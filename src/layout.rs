//! Hooks for size and position computed outside the node itself.

use crate::scene::SceneGraph;
use crate::tree::NodeId;

/// External flex layout engine attached to a node.
///
/// The scene graph never lays anything out on its own. When a node carrying
/// an enabled layout has the layout bit set, the update pass hands the
/// subtree to [`FlexLayout::layout_flex_tree`], which is expected to write
/// positions and sizes back through the regular setters.
pub trait FlexLayout {
    fn is_enabled(&self) -> bool;

    fn layout_flex_tree(&mut self, graph: &mut SceneGraph, node: NodeId);

    /// Width as specified by the user, before layout stretched or shrank it.
    fn original_width(&self) -> f32;

    /// Height as specified by the user.
    fn original_height(&self) -> f32;
}

/// Position or size derived from the parent's size: `f(parent_w, parent_h)`.
pub type RelativeFn = Box<dyn Fn(f32, f32) -> f32>;

/// Relative functions for each of the four box properties.
#[derive(Default)]
pub struct RelativeFunctions {
    pub x: Option<RelativeFn>,
    pub y: Option<RelativeFn>,
    pub w: Option<RelativeFn>,
    pub h: Option<RelativeFn>,
}

impl RelativeFunctions {
    pub fn is_empty(&self) -> bool {
        self.x.is_none() && self.y.is_none() && self.w.is_none() && self.h.is_none()
    }
}

impl std::fmt::Debug for RelativeFunctions {
    fn fmt(&self, f: &mut std::fmt::Formatter<'_>) -> std::fmt::Result {
        f.debug_struct("RelativeFunctions")
            .field("x", &self.x.is_some())
            .field("y", &self.y.is_some())
            .field("w", &self.w.is_some())
            .field("h", &self.h.is_some())
            .finish()
    }
}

───

PROBLEM STATEMENT
Pull out all lines of the data with the string "RelativeFunctions".

RESPONSE
pub struct RelativeFunctions {
impl RelativeFunctions {
impl std::fmt::Debug for RelativeFunctions {
        f.debug_struct("RelativeFunctions")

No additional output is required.